- **Requirement**: The answer is one number: how many lines in the data below hold "RateLimited".

- **Stored items**:
_ _ _

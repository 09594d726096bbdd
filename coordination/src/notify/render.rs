//! Message template rendering
//!
//! Templates use `{{ name }}` placeholders. Every placeholder must have a
//! parameter. Values are escaped for their context: templates whose name ends
//! in `.json` get JSON string escaping, all others HTML escaping.

use regex::{Captures, Regex};
use std::collections::BTreeMap;
use std::path::PathBuf;
use std::sync::LazyLock;
use thiserror::Error;

static PLACEHOLDER: LazyLock<Regex> = LazyLock::new(|| {
    Regex::new(r"\{\{\s*(?P<name>[A-Za-z0-9_-]+)\s*\}\}")
        .expect("PLACEHOLDER regex should compile")
});

/// Errors raised while loading or rendering a message template
#[derive(Error, Debug)]
pub enum TemplateError {
    #[error("template '{0}' not found")]
    NotFound(String),

    #[error("template '{template}' references undefined parameter '{name}'")]
    MissingParameter { template: String, name: String },

    #[error("failed to read template '{template}': {source}")]
    Io {
        template: String,
        #[source]
        source: std::io::Error,
    },

    /// Rendered card is not JSON or has no attachments array
    #[error("rendered card '{template}' is invalid: {reason}")]
    InvalidCard { template: String, reason: String },
}

/// Named-template renderer
pub trait TemplateRenderer: Send + Sync {
    fn render(&self, name: &str, params: &BTreeMap<String, String>)
        -> Result<String, TemplateError>;
}

fn json_escape(value: &str) -> String {
    let quoted = serde_json::Value::String(value.to_string()).to_string();
    quoted[1..quoted.len() - 1].to_string()
}

fn html_escape(value: &str) -> String {
    let mut out = String::with_capacity(value.len());
    for c in value.chars() {
        match c {
            '&' => out.push_str("&amp;"),
            '<' => out.push_str("&lt;"),
            '>' => out.push_str("&gt;"),
            '"' => out.push_str("&#34;"),
            '\'' => out.push_str("&#39;"),
            _ => out.push(c),
        }
    }
    out
}

/// Substitute placeholders in `source`
pub fn render_source(
    name: &str,
    source: &str,
    params: &BTreeMap<String, String>,
) -> Result<String, TemplateError> {
    let escape_json = name.ends_with(".json");
    let mut missing = None;
    let rendered = PLACEHOLDER.replace_all(source, |caps: &Captures<'_>| {
        let key = &caps["name"];
        match params.get(key) {
            Some(value) if escape_json => json_escape(value),
            Some(value) => html_escape(value),
            None => {
                missing.get_or_insert_with(|| key.to_string());
                String::new()
            }
        }
    });
    if let Some(key) = missing {
        return Err(TemplateError::MissingParameter {
            template: name.to_string(),
            name: key,
        });
    }
    Ok(rendered.into_owned())
}

/// Templates read from a directory on every render
#[derive(Debug, Clone)]
pub struct FileTemplates {
    dir: PathBuf,
}

impl FileTemplates {
    pub fn new(dir: impl Into<PathBuf>) -> Self {
        Self { dir: dir.into() }
    }
}

impl TemplateRenderer for FileTemplates {
    fn render(
        &self,
        name: &str,
        params: &BTreeMap<String, String>,
    ) -> Result<String, TemplateError> {
        let path = self.dir.join(name);
        let source = match std::fs::read_to_string(&path) {
            Ok(source) => source,
            Err(e) if e.kind() == std::io::ErrorKind::NotFound => {
                return Err(TemplateError::NotFound(name.to_string()))
            }
            Err(source) => {
                return Err(TemplateError::Io {
                    template: name.to_string(),
                    source,
                })
            }
        };
        render_source(name, &source, params)
    }
}

/// Templates held in memory
#[derive(Debug, Clone, Default)]
pub struct MemoryTemplates {
    sources: BTreeMap<String, String>,
}

impl MemoryTemplates {
    pub fn new() -> Self {
        Self::default()
    }

    /// The message templates shipped with the crate
    pub fn builtin() -> Self {
        Self::new()
            .with(
                "approval-requested.md",
                include_str!("../../templates/approval-requested.md"),
            )
            .with(
                "approval-requested-ac.json",
                include_str!("../../templates/approval-requested-ac.json"),
            )
            .with(
                "timeout-breach.md",
                include_str!("../../templates/timeout-breach.md"),
            )
            .with(
                "timeout-breach-ac.json",
                include_str!("../../templates/timeout-breach-ac.json"),
            )
    }

    pub fn with(mut self, name: impl Into<String>, source: impl Into<String>) -> Self {
        self.sources.insert(name.into(), source.into());
        self
    }
}

impl TemplateRenderer for MemoryTemplates {
    fn render(
        &self,
        name: &str,
        params: &BTreeMap<String, String>,
    ) -> Result<String, TemplateError> {
        let source = self
            .sources
            .get(name)
            .ok_or_else(|| TemplateError::NotFound(name.to_string()))?;
        render_source(name, source, params)
    }
}
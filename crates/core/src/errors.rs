use thiserror::Error;

/// Backend `detail` that signals the upstream history lookup was throttled.
pub const HISTORY_FETCH_FAILED_DETAIL: &str = "Failed to fetch historical price data";

/// User-facing message for [`CoreError::RateLimited`].
pub const RATE_LIMIT_MESSAGE: &str = "API rate limit exceeded. Please wait and try again.";

/// User-facing message when the backend gave no usable detail.
pub const GENERIC_ERROR_MESSAGE: &str = "Something went wrong. Try again later.";

/// User-facing message when the request never completed.
pub const CONNECTIVITY_ERROR_MESSAGE: &str =
    "Could not connect to the server. Please try again later.";

/// Unified error type for the entire crypto-dashboard-core library.
/// Every public function returns `Result<T, CoreError>`.
#[derive(Debug, Error)]
pub enum CoreError {
    // ── Backend / Network ───────────────────────────────────────────
    #[error("Backend error ({status}): {}", .detail.as_deref().unwrap_or("no detail"))]
    Backend {
        status: u16,
        detail: Option<String>,
    },

    #[error("Backend rate limit reached")]
    RateLimited,

    #[error("Network error: {0}")]
    Network(String),

    #[error("Deserialization error: {0}")]
    Deserialization(String),

    /// The response body was not JSON at all (proxy error page, truncated body)
    #[error("Unreadable response body: {0}")]
    UnreadableBody(String),

    // ── Input / Configuration ───────────────────────────────────────
    #[error("Invalid day range: {0} (expected 1, 7 or 30)")]
    InvalidDayRange(u32),

    #[error("Invalid configuration: {0}")]
    Config(String),
}

impl CoreError {
    /// Classify a non-success backend response by its `detail` field.
    pub fn from_backend(status: u16, detail: Option<String>) -> Self {
        match detail {
            Some(d) if d == HISTORY_FETCH_FAILED_DETAIL => CoreError::RateLimited,
            Some(d) if d.trim().is_empty() => CoreError::Backend { status, detail: None },
            detail => CoreError::Backend { status, detail },
        }
    }

    /// The message shown to the user for this failure.
    pub fn user_message(&self) -> String {
        match self {
            CoreError::RateLimited => RATE_LIMIT_MESSAGE.to_string(),
            CoreError::Backend {
                detail: Some(detail),
                ..
            } => detail.clone(),
            CoreError::Network(_) | CoreError::UnreadableBody(_) => {
                CONNECTIVITY_ERROR_MESSAGE.to_string()
            }
            _ => GENERIC_ERROR_MESSAGE.to_string(),
        }
    }
}

// ── Conversion helpers (From impls) ─────────────────────────────────

impl From<serde_json::Error> for CoreError {
    fn from(e: serde_json::Error) -> Self {
        CoreError::Deserialization(e.to_string())
    }
}

impl From<reqwest::Error> for CoreError {
    fn from(e: reqwest::Error) -> Self {
        if e.is_decode() {
            return CoreError::UnreadableBody(e.to_string());
        }
        // Strip the query string: it carries whatever the user typed.
        let msg = e.to_string();
        let sanitized = if let Some(idx) = msg.find('?') {
            format!("{}?<query redacted>", &msg[..idx])
        } else {
            msg
        };
        CoreError::Network(sanitized)
    }
}
pub mod chart_service;
pub mod query_service;
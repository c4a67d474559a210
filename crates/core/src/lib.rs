pub mod errors;
pub mod models;
pub mod providers;
pub mod services;

use std::sync::Arc;

use models::{
    cache::ResultCache, chart::ChartView, day_range::DayRange, settings::Settings,
    state::DashboardState,
};
use providers::{http_backend::HttpBackend, traits::CryptoBackend};
use services::{
    chart_service::ChartService,
    query_service::{PendingFetch, QueryService, RangeChange, SearchOutcome},
};

use errors::CoreError;

/// Main entry point for the Crypto Dashboard core library.
/// Holds the query state, the result cache and the chart renderer.
#[must_use]
pub struct CryptoDashboard {
    settings: Settings,
    query_service: QueryService,
    chart_service: ChartService,
}

impl std::fmt::Debug for CryptoDashboard {
    fn fmt(&self, f: &mut std::fmt::Formatter<'_>) -> std::fmt::Result {
        f.debug_struct("CryptoDashboard")
            .field("backend", &self.query_service.backend().name())
            .field("days", &self.query_service.state().days)
            .field("current", &self.query_service.state().current_id())
            .field("cached_records", &self.query_service.cache().len())
            .finish()
    }
}

impl CryptoDashboard {
    /// Dashboard talking to the HTTP backend described by `settings`.
    pub fn new(settings: Settings) -> Result<Self, CoreError> {
        settings.validate()?;
        let backend = Arc::new(HttpBackend::from_settings(&settings)?);
        Self::with_backend(settings, backend)
    }

    /// Dashboard with default settings (backend on `http://localhost:8000`).
    pub fn create_default() -> Result<Self, CoreError> {
        Self::new(Settings::default())
    }

    /// Dashboard on top of any backend (used by tests and alternative transports).
    pub fn with_backend(
        settings: Settings,
        backend: Arc<dyn CryptoBackend>,
    ) -> Result<Self, CoreError> {
        settings.validate()?;
        let chart_service = ChartService::with_offset(settings.label_offset()?);
        Ok(Self {
            query_service: QueryService::new(backend, settings.default_days),
            chart_service,
            settings,
        })
    }

    #[must_use]
    pub fn settings(&self) -> &Settings {
        &self.settings
    }

    #[must_use]
    pub fn state(&self) -> &DashboardState {
        self.query_service.state()
    }

    #[must_use]
    pub fn cache(&self) -> &ResultCache {
        self.query_service.cache()
    }

    /// Shared backend handle for running [`PendingFetch`]es on other tasks.
    #[must_use]
    pub fn backend(&self) -> Arc<dyn CryptoBackend> {
        self.query_service.backend()
    }

    #[must_use]
    pub fn is_busy(&self) -> bool {
        self.state().busy
    }

    // ── Queries ─────────────────────────────────────────────────────

    /// Update the search box text without searching.
    pub fn set_query(&mut self, text: &str) {
        self.query_service.set_query(text);
    }

    /// Search for a coin by id, name or symbol for the selected day range.
    pub async fn search(&mut self, text: &str) -> SearchOutcome {
        self.query_service.search(text).await
    }

    /// Switch the chart to another day range, from cache when possible.
    pub async fn change_day_range(&mut self, days: DayRange) -> SearchOutcome {
        self.query_service.change_day_range(days).await
    }

    // ── Split request lifecycle (for event loops) ───────────────────

    /// Issue a search without awaiting it. See [`QueryService::begin_search`].
    pub fn begin_search(&mut self, text: &str) -> Option<PendingFetch> {
        self.query_service.begin_search(text)
    }

    /// Select a day range without awaiting any fetch it requires.
    pub fn begin_day_range_change(&mut self, days: DayRange) -> RangeChange {
        self.query_service.begin_day_range_change(days)
    }

    /// Feed back the result of a [`PendingFetch`].
    pub fn complete(
        &mut self,
        pending: PendingFetch,
        result: Result<CryptoRecord, CoreError>,
    ) -> SearchOutcome {
        self.query_service.complete(pending, result)
    }

    // ── Charts ──────────────────────────────────────────────────────

    /// Chart for the current record and selected range, if a coin is loaded.
    #[must_use]
    pub fn chart(&self) -> Option<ChartView> {
        let state = self.state();
        state
            .current
            .as_ref()
            .map(|record| self.chart_service.render_record(record, state.days))
    }
}

pub use models::record::{CryptoRecord, HistoryPoint};
pub mod http_backend;
pub mod traits;
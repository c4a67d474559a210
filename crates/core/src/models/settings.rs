use serde::{Deserialize, Serialize};

use crate::errors::CoreError;

use super::day_range::DayRange;

pub const DEFAULT_BASE_URL: &str = "http://localhost:8000";
pub const DEFAULT_TIMEOUT_SECS: u64 = 30;

/// Largest label offset chrono accepts, just under a day.
const MAX_OFFSET_MINUTES: i32 = 24 * 60 - 1;

/// Dashboard configuration.
///
/// Every field has a default, so a partial JSON document is enough:
/// `{"base_url": "https://api.example.com"}`.
#[derive(Debug, Clone, PartialEq, Serialize, Deserialize)]
#[serde(default)]
pub struct Settings {
    /// Backend address; `/crypto` is appended for lookups.
    pub base_url: String,

    /// Day range selected when the dashboard starts.
    pub default_days: DayRange,

    /// Per-request timeout for the HTTP backend.
    pub request_timeout_secs: u64,

    /// Offset from UTC, in minutes, used when formatting chart labels.
    pub label_utc_offset_minutes: i32,
}

impl Default for Settings {
    fn default() -> Self {
        Self {
            base_url: DEFAULT_BASE_URL.to_string(),
            default_days: DayRange::default(),
            request_timeout_secs: DEFAULT_TIMEOUT_SECS,
            label_utc_offset_minutes: 0,
        }
    }
}

impl Settings {
    /// Parse settings from JSON and validate them.
    pub fn from_json(json: &str) -> Result<Self, CoreError> {
        let settings: Settings =
            serde_json::from_str(json).map_err(|e| CoreError::Config(e.to_string()))?;
        settings.validate()?;
        Ok(settings)
    }

    pub fn validate(&self) -> Result<(), CoreError> {
        if self.base_url.trim().is_empty() {
            return Err(CoreError::Config("base_url must not be empty".into()));
        }
        if !(self.base_url.starts_with("http://") || self.base_url.starts_with("https://")) {
            return Err(CoreError::Config(format!(
                "base_url must start with http:// or https:// (got {})",
                self.base_url
            )));
        }
        if self.request_timeout_secs == 0 {
            return Err(CoreError::Config(
                "request_timeout_secs must be greater than zero".into(),
            ));
        }
        if !(-MAX_OFFSET_MINUTES..=MAX_OFFSET_MINUTES).contains(&self.label_utc_offset_minutes) {
            return Err(CoreError::Config(format!(
                "label_utc_offset_minutes out of range: {}",
                self.label_utc_offset_minutes
            )));
        }
        Ok(())
    }

    /// The chart label timezone as a chrono offset.
    pub fn label_offset(&self) -> Result<chrono::FixedOffset, CoreError> {
        self.label_utc_offset_minutes
            .checked_mul(60)
            .and_then(chrono::FixedOffset::east_opt)
            .ok_or_else(|| {
                CoreError::Config(format!(
                    "label_utc_offset_minutes out of range: {}",
                    self.label_utc_offset_minutes
                ))
            })
    }
}
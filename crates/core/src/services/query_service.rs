use std::sync::Arc;

use crate::errors::CoreError;
use crate::models::cache::ResultCache;
use crate::models::day_range::DayRange;
use crate::models::record::CryptoRecord;
use crate::models::state::DashboardState;
use crate::providers::traits::CryptoBackend;

/// What a search or range change ended up doing.
#[derive(Debug)]
pub enum SearchOutcome {
    /// Nothing to do: blank query, or no coin loaded for a range change
    Ignored,
    /// Served from the result cache, no request made
    CacheHit,
    /// Fetched and now current
    Loaded,
    /// Fetch failed; the user-facing message is in the state
    Failed(CoreError),
    /// A newer request was issued meanwhile; the state was left alone
    Superseded,
}

/// A request that has been issued but not yet completed.
///
/// Obtained from [`QueryService::begin_search`]; run it against the
/// backend (possibly on another task) and hand the result back to
/// [`QueryService::complete`].
#[derive(Debug, Clone, PartialEq, Eq)]
pub struct PendingFetch {
    seq: u64,
    query: String,
    days: DayRange,
}

impl PendingFetch {
    /// Sequence number; later requests have larger numbers.
    pub fn seq(&self) -> u64 {
        self.seq
    }

    /// Normalized (trimmed, lowercased) query text.
    pub fn query(&self) -> &str {
        &self.query
    }

    pub fn days(&self) -> DayRange {
        self.days
    }

    pub async fn run(&self, backend: &dyn CryptoBackend) -> Result<CryptoRecord, CoreError> {
        backend.fetch(&self.query, self.days).await
    }
}

/// Result of selecting a new day range, before any network I/O.
#[derive(Debug)]
pub enum RangeChange {
    /// No coin loaded; only the selection changed
    Ignored,
    /// The cached record for the new range is now current
    CacheHit,
    /// Not cached: this request must be run and completed
    Fetch(PendingFetch),
}

/// Owns the dashboard state and decides when to hit the backend.
///
/// Flow:
/// 1. `search` normalizes the query, clears the previous result and issues
///    a request for the selected range.
/// 2. Successful records go into the [`ResultCache`] under
///    `(record.id, range)` and become current.
/// 3. `change_day_range` serves from the cache when it can and re-runs the
///    search otherwise.
///
/// Every issued request gets a sequence number. Only the completion of the
/// latest one may touch the visible state, so a slow stale response can
/// never overwrite a newer result. Stale successes still land in the cache.
pub struct QueryService {
    backend: Arc<dyn CryptoBackend>,
    cache: ResultCache,
    state: DashboardState,
    latest_seq: u64,
}

impl QueryService {
    pub fn new(backend: Arc<dyn CryptoBackend>, days: DayRange) -> Self {
        Self {
            backend,
            cache: ResultCache::new(),
            state: DashboardState::new(days),
            latest_seq: 0,
        }
    }

    pub fn state(&self) -> &DashboardState {
        &self.state
    }

    pub fn cache(&self) -> &ResultCache {
        &self.cache
    }

    /// Shared handle to the backend, for running [`PendingFetch`]es elsewhere.
    pub fn backend(&self) -> Arc<dyn CryptoBackend> {
        Arc::clone(&self.backend)
    }

    /// Sequence number of the most recently issued request or cache hit.
    pub fn latest_seq(&self) -> u64 {
        self.latest_seq
    }

    /// Record typed text without searching.
    pub fn set_query(&mut self, text: &str) {
        self.state.query = text.to_string();
    }

    // ── Search ──────────────────────────────────────────────────────

    /// Look up `text` for the selected day range.
    pub async fn search(&mut self, text: &str) -> SearchOutcome {
        let Some(pending) = self.begin_search(text) else {
            return SearchOutcome::Ignored;
        };
        let backend = self.backend();
        let result = pending.run(backend.as_ref()).await;
        self.complete(pending, result)
    }

    /// Validate the query and issue a request, without awaiting it.
    ///
    /// Returns `None` for a blank query; nothing else changes then apart
    /// from the stored query text.
    pub fn begin_search(&mut self, text: &str) -> Option<PendingFetch> {
        self.state.query = text.to_string();

        let query = text.trim().to_lowercase();
        if query.is_empty() {
            tracing::debug!("ignoring blank query");
            return None;
        }

        self.state.error = None;
        self.state.current = None;
        self.state.busy = true;
        self.latest_seq += 1;

        tracing::info!(seq = self.latest_seq, %query, days = self.state.days.days(), "search issued");
        Some(PendingFetch {
            seq: self.latest_seq,
            query,
            days: self.state.days,
        })
    }

    /// Apply the result of a request issued by [`begin_search`](Self::begin_search).
    pub fn complete(
        &mut self,
        pending: PendingFetch,
        result: Result<CryptoRecord, CoreError>,
    ) -> SearchOutcome {
        let is_latest = pending.seq == self.latest_seq;

        match result {
            Ok(record) => {
                self.cache.put(&record.id, pending.days, record.clone());
                if !is_latest {
                    tracing::debug!(seq = pending.seq, latest = self.latest_seq, id = %record.id, "stale response cached, state untouched");
                    return SearchOutcome::Superseded;
                }
                tracing::info!(seq = pending.seq, id = %record.id, days = pending.days.days(), "record loaded");
                self.state.current = Some(record);
                self.state.error = None;
                self.state.busy = false;
                SearchOutcome::Loaded
            }
            Err(e) => {
                if !is_latest {
                    tracing::debug!(seq = pending.seq, latest = self.latest_seq, error = %e, "stale failure dropped");
                    return SearchOutcome::Superseded;
                }
                tracing::warn!(seq = pending.seq, error = %e, "search failed");
                self.state.current = None;
                self.state.error = Some(e.user_message());
                self.state.busy = false;
                SearchOutcome::Failed(e)
            }
        }
    }

    // ── Day range ───────────────────────────────────────────────────

    /// Select a new day range and show the current coin for it.
    pub async fn change_day_range(&mut self, days: DayRange) -> SearchOutcome {
        match self.begin_day_range_change(days) {
            RangeChange::Ignored => SearchOutcome::Ignored,
            RangeChange::CacheHit => SearchOutcome::CacheHit,
            RangeChange::Fetch(pending) => {
                let backend = self.backend();
                let result = pending.run(backend.as_ref()).await;
                self.complete(pending, result)
            }
        }
    }

    /// Select a new day range; resolve from the cache or issue a request.
    ///
    /// Only the selection changes when no coin is on screen, including
    /// while a search is still in flight: that search completes for the
    /// range it was issued with.
    pub fn begin_day_range_change(&mut self, days: DayRange) -> RangeChange {
        self.state.days = days;

        let Some(id) = self.state.current_id().map(str::to_string) else {
            tracing::debug!(
                days = days.days(),
                busy = self.state.busy,
                "no coin loaded, range selection only"
            );
            return RangeChange::Ignored;
        };

        if let Some(cached) = self.cache.get(&id, days).cloned() {
            tracing::debug!(%id, days = days.days(), "range served from cache");
            self.latest_seq += 1;
            self.state.current = Some(cached);
            self.state.error = None;
            self.state.busy = false;
            return RangeChange::CacheHit;
        }

        let query = self.state.query.clone();
        match self.begin_search(&query) {
            Some(pending) => RangeChange::Fetch(pending),
            None => RangeChange::Ignored,
        }
    }
}
use serde::{Deserialize, Serialize};

use crate::errors::CoreError;

/// How many days of price history a chart covers.
///
/// Serialized as the plain number of days (`1`, `7`, `30`), which is also
/// what the backend's `days` query parameter expects.
#[derive(Debug, Clone, Copy, PartialEq, Eq, Hash, PartialOrd, Ord, Default, Serialize, Deserialize)]
#[serde(try_from = "u32", into = "u32")]
pub enum DayRange {
    /// Last 24 hours, labelled by time of day
    One,
    /// Last week; the initial selection
    #[default]
    Seven,
    /// Last month
    Thirty,
}

impl DayRange {
    /// Every selectable range, in the order the range buttons appear.
    pub const ALL: [DayRange; 3] = [DayRange::One, DayRange::Seven, DayRange::Thirty];

    pub fn days(self) -> u32 {
        match self {
            DayRange::One => 1,
            DayRange::Seven => 7,
            DayRange::Thirty => 30,
        }
    }

    /// Short button label ("1D", "7D", "30D").
    pub fn label(self) -> &'static str {
        match self {
            DayRange::One => "1D",
            DayRange::Seven => "7D",
            DayRange::Thirty => "30D",
        }
    }

    /// Intraday ranges label the x axis with times instead of dates.
    pub fn is_intraday(self) -> bool {
        self == DayRange::One
    }
}

impl TryFrom<u32> for DayRange {
    type Error = CoreError;

    fn try_from(days: u32) -> Result<Self, Self::Error> {
        match days {
            1 => Ok(DayRange::One),
            7 => Ok(DayRange::Seven),
            30 => Ok(DayRange::Thirty),
            other => Err(CoreError::InvalidDayRange(other)),
        }
    }
}

impl From<DayRange> for u32 {
    fn from(range: DayRange) -> Self {
        range.days()
    }
}

impl std::fmt::Display for DayRange {
    fn fmt(&self, f: &mut std::fmt::Formatter<'_>) -> std::fmt::Result {
        write!(f, "{}", self.label())
    }
}
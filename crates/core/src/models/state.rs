use super::day_range::DayRange;
use super::record::CryptoRecord;

/// Everything the dashboard view renders from.
///
/// After a fetch attempt finishes, at most one of `current` and `error`
/// is set. Both are cleared when a new attempt starts.
#[derive(Debug, Clone, Default, PartialEq)]
pub struct DashboardState {
    /// Text as typed by the user, untrimmed
    pub query: String,

    /// Selected history range
    pub days: DayRange,

    /// Last successfully loaded record
    pub current: Option<CryptoRecord>,

    /// User-facing error message of the last failed attempt
    pub error: Option<String>,

    /// True while the most recently issued request is in flight
    pub busy: bool,
}

impl DashboardState {
    pub fn new(days: DayRange) -> Self {
        Self {
            days,
            ..Self::default()
        }
    }

    /// Id of the coin currently on screen.
    pub fn current_id(&self) -> Option<&str> {
        self.current.as_ref().map(|r| r.id.as_str())
    }
}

_ _ _

- **Solution**: 4